*PROBLEM DESCRIPTION:*
Lines in the following data that contain the string "keyboard" are to be counted. Report only their number.

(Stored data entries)
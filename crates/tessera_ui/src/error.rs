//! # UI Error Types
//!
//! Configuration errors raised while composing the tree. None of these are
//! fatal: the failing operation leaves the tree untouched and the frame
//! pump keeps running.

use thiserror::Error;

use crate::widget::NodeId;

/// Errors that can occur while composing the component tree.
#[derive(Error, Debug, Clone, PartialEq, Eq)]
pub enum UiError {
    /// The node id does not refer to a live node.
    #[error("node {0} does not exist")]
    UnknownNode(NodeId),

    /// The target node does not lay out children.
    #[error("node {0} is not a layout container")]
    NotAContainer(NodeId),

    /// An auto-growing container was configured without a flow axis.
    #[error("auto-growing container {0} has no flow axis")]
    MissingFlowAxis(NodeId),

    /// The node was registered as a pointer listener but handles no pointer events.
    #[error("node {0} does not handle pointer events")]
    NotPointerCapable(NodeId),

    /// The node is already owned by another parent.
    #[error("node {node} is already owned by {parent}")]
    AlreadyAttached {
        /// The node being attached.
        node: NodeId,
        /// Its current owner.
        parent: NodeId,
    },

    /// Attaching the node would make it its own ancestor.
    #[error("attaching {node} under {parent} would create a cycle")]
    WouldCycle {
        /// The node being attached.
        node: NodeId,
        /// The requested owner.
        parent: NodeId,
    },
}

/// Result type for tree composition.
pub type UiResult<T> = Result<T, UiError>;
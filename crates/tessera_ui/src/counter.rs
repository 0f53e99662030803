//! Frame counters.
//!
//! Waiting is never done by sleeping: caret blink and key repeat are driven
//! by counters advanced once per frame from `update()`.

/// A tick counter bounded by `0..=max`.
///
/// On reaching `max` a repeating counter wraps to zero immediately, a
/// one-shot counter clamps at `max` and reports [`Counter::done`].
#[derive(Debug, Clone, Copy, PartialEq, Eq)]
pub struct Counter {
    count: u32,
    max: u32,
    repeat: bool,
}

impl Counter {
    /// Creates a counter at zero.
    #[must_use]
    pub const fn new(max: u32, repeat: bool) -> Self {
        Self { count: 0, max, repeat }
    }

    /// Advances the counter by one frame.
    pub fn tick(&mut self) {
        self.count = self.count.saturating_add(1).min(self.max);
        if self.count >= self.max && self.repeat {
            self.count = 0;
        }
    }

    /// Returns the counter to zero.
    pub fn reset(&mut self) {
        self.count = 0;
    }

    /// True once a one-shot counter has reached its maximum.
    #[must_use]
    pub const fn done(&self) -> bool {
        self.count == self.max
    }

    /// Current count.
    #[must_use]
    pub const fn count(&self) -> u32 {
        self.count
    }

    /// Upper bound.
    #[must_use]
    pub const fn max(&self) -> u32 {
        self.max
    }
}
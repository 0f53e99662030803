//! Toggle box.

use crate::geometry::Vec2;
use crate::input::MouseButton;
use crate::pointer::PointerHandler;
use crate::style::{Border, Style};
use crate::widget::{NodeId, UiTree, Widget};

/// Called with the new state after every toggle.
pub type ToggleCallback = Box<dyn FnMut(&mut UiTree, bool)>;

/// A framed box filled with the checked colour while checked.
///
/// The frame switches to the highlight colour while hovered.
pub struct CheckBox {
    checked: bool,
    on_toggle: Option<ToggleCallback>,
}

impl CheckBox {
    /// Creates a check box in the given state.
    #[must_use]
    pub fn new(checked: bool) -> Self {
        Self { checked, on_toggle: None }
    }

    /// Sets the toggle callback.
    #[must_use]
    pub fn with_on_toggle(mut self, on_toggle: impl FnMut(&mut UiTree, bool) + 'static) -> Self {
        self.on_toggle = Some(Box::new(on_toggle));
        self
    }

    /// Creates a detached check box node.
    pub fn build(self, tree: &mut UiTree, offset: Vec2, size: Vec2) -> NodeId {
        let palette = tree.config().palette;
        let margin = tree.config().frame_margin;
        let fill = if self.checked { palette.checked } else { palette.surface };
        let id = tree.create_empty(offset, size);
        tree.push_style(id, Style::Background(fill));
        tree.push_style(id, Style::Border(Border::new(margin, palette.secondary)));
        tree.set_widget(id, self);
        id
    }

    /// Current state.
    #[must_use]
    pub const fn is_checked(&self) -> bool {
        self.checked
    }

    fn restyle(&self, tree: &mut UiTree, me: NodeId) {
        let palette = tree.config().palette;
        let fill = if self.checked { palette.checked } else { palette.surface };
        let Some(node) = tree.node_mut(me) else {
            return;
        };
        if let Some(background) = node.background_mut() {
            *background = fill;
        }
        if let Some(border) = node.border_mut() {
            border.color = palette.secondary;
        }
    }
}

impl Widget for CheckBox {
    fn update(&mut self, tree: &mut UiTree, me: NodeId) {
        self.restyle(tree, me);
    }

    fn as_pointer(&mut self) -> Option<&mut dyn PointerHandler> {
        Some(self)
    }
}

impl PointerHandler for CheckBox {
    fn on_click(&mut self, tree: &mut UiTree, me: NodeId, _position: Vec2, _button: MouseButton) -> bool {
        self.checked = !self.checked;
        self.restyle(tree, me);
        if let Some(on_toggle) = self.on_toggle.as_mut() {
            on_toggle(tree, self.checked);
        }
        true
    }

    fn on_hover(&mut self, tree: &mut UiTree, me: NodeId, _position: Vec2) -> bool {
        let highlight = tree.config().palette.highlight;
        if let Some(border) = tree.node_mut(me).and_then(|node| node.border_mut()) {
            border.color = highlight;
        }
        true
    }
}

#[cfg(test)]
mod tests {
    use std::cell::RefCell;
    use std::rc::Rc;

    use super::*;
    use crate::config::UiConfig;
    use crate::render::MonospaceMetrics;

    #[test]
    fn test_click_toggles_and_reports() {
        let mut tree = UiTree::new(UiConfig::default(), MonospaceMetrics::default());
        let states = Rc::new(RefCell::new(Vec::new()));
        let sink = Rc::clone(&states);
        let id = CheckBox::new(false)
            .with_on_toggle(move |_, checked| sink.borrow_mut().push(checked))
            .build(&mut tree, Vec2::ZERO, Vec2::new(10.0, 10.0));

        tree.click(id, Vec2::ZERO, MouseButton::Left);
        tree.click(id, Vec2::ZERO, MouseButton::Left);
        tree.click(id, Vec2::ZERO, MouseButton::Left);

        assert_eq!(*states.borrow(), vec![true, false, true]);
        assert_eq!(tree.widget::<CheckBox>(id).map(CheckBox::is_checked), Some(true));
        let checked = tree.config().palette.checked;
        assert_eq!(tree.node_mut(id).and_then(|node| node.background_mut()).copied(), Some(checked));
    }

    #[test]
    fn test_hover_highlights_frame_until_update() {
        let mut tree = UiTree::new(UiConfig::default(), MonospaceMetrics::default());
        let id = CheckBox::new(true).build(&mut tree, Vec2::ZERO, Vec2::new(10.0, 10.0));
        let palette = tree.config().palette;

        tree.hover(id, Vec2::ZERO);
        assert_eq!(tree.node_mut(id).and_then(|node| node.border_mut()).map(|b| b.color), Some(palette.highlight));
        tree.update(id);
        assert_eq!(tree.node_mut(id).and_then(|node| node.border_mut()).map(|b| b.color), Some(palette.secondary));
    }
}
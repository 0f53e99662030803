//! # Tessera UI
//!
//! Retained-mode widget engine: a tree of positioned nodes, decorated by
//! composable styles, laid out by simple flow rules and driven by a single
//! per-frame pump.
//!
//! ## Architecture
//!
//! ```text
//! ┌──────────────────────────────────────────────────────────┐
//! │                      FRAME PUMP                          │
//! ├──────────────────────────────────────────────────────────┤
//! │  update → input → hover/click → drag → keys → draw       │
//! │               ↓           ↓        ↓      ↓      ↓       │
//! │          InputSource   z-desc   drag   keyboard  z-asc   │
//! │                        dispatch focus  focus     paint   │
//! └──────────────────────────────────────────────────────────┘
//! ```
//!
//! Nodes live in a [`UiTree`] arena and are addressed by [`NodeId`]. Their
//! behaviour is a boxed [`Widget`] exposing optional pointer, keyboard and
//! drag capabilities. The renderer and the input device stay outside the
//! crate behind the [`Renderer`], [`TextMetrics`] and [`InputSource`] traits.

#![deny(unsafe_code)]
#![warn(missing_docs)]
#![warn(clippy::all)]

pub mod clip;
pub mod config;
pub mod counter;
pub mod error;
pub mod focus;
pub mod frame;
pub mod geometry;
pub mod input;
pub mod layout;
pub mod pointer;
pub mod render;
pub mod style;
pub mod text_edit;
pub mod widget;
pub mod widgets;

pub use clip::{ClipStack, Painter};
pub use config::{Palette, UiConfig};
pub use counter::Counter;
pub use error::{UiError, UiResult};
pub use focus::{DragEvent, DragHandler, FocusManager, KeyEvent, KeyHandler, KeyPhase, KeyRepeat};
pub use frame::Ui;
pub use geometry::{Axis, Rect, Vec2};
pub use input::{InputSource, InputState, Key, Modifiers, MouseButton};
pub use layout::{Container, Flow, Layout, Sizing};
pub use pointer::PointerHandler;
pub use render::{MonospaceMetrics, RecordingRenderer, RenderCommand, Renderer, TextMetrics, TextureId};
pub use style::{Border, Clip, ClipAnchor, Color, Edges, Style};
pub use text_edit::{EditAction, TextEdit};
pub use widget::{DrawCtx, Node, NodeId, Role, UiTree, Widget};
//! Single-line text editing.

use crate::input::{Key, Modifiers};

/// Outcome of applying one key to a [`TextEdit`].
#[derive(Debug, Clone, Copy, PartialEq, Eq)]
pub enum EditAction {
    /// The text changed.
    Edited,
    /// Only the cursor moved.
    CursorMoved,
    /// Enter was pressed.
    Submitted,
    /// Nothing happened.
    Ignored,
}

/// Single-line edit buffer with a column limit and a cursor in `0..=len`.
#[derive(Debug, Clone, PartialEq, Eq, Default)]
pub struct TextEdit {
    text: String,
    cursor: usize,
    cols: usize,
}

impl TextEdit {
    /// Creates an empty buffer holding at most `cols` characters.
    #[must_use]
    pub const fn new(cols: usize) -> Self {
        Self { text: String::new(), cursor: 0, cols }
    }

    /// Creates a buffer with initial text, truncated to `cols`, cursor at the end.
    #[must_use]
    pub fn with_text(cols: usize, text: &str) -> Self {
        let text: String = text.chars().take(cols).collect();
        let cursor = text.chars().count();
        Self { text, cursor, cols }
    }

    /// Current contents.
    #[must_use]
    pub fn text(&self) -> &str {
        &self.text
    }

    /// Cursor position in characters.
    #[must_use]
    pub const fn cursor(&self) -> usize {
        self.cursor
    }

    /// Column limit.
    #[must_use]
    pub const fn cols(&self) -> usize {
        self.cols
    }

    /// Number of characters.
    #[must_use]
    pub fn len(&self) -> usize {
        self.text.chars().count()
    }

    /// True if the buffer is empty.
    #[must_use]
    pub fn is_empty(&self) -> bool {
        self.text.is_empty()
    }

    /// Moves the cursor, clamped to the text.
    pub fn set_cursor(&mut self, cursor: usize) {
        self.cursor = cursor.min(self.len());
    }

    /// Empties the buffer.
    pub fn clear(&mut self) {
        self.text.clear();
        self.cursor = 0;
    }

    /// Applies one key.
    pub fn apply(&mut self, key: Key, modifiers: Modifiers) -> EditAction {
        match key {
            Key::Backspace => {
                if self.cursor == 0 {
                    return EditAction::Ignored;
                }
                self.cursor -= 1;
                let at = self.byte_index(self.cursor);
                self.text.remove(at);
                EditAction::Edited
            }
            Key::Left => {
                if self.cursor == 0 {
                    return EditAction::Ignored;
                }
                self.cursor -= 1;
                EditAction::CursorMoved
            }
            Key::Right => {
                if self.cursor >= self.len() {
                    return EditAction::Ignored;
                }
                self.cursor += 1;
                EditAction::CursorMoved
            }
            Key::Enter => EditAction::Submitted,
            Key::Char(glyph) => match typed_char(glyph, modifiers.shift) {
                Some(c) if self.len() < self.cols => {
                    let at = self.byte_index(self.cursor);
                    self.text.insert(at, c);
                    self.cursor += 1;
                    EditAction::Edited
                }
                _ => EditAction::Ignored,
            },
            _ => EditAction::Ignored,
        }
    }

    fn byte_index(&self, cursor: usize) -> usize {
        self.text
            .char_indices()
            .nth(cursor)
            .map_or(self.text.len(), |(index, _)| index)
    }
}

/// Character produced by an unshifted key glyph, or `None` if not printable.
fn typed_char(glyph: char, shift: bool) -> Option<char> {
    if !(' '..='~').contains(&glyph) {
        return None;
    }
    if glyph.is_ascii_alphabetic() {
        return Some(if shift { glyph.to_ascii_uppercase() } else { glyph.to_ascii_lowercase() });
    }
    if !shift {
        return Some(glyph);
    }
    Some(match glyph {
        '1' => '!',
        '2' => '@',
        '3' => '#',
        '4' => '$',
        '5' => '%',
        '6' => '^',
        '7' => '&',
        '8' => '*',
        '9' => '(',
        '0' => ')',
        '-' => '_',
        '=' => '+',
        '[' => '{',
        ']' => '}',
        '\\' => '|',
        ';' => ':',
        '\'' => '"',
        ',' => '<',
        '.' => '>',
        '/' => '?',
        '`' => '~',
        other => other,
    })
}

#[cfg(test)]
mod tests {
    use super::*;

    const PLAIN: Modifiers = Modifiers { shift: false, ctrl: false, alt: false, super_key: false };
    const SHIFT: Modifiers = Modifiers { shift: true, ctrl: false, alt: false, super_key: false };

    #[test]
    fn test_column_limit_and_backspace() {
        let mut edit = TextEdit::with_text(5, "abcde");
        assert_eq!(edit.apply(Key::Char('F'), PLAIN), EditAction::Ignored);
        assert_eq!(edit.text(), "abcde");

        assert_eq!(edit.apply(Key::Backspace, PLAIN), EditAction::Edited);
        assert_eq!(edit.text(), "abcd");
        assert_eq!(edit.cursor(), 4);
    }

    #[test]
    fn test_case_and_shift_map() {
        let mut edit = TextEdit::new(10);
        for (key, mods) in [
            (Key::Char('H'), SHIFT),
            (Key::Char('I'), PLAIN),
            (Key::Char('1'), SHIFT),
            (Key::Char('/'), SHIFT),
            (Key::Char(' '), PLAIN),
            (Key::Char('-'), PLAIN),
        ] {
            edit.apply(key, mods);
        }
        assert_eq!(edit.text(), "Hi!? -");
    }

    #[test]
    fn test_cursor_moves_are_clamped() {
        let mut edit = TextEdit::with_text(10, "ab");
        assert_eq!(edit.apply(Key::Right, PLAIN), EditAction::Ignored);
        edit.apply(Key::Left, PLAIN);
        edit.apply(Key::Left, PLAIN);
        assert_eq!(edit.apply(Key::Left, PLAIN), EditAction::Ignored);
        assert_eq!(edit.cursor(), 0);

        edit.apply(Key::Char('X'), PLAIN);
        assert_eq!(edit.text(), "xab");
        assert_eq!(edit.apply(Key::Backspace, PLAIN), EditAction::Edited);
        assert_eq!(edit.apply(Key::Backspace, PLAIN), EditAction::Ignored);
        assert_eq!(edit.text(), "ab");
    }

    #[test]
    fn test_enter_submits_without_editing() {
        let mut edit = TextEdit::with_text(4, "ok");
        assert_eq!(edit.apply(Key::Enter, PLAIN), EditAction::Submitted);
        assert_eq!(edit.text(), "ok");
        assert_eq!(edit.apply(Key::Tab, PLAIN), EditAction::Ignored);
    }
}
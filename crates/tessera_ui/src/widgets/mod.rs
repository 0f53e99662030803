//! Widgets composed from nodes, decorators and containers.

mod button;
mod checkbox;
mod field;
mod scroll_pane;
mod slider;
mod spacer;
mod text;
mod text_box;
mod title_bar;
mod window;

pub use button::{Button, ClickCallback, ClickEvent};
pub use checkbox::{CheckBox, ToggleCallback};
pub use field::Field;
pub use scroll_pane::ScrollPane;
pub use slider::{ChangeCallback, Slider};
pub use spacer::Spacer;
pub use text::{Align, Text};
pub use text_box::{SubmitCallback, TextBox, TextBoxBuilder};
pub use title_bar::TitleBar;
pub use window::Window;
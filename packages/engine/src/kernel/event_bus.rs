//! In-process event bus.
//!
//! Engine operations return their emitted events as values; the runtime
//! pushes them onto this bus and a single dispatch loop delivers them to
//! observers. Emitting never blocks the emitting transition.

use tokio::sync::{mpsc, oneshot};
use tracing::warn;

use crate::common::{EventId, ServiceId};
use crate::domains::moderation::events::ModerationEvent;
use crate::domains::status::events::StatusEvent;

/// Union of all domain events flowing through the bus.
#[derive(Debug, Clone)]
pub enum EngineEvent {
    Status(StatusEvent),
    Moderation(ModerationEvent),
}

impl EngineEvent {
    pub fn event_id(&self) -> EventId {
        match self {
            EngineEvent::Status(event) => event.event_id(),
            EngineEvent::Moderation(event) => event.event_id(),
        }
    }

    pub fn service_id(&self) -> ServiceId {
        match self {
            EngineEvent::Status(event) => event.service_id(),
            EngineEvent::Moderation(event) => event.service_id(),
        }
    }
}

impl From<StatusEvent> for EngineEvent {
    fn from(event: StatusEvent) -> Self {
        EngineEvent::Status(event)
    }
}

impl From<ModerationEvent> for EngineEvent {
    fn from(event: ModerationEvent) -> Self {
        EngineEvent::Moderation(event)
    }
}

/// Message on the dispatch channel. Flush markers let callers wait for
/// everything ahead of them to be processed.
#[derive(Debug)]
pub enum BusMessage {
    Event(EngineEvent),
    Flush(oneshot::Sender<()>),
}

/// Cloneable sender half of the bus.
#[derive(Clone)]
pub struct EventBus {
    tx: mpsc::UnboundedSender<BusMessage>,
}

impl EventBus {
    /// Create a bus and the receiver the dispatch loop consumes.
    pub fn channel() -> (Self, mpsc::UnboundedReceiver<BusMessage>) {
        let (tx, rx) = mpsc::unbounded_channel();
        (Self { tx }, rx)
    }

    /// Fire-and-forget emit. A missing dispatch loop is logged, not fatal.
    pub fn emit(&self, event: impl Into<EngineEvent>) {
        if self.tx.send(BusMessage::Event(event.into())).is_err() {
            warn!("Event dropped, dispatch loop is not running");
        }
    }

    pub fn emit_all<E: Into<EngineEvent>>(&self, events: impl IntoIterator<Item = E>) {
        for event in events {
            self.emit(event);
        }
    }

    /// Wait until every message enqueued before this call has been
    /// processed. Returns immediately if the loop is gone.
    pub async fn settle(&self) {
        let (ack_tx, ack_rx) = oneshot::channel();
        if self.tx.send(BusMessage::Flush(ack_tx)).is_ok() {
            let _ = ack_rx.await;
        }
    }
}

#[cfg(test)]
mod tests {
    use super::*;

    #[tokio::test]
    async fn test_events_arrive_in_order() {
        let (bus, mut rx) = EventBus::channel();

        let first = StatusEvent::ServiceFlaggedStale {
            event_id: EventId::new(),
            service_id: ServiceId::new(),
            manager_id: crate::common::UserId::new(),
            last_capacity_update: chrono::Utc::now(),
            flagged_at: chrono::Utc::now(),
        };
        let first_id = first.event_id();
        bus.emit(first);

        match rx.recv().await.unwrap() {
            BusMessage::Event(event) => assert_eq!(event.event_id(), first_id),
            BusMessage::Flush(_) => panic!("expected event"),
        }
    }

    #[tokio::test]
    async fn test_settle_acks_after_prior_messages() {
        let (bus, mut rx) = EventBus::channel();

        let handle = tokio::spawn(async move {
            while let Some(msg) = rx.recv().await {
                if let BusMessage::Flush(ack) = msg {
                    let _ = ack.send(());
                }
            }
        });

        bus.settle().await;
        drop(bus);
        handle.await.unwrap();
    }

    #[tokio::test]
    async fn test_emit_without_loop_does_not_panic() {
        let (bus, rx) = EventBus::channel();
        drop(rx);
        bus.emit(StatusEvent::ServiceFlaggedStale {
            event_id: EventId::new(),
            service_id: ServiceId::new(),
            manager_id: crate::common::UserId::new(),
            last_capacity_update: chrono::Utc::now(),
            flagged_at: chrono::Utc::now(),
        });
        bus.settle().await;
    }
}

*TASK RESULT:*
2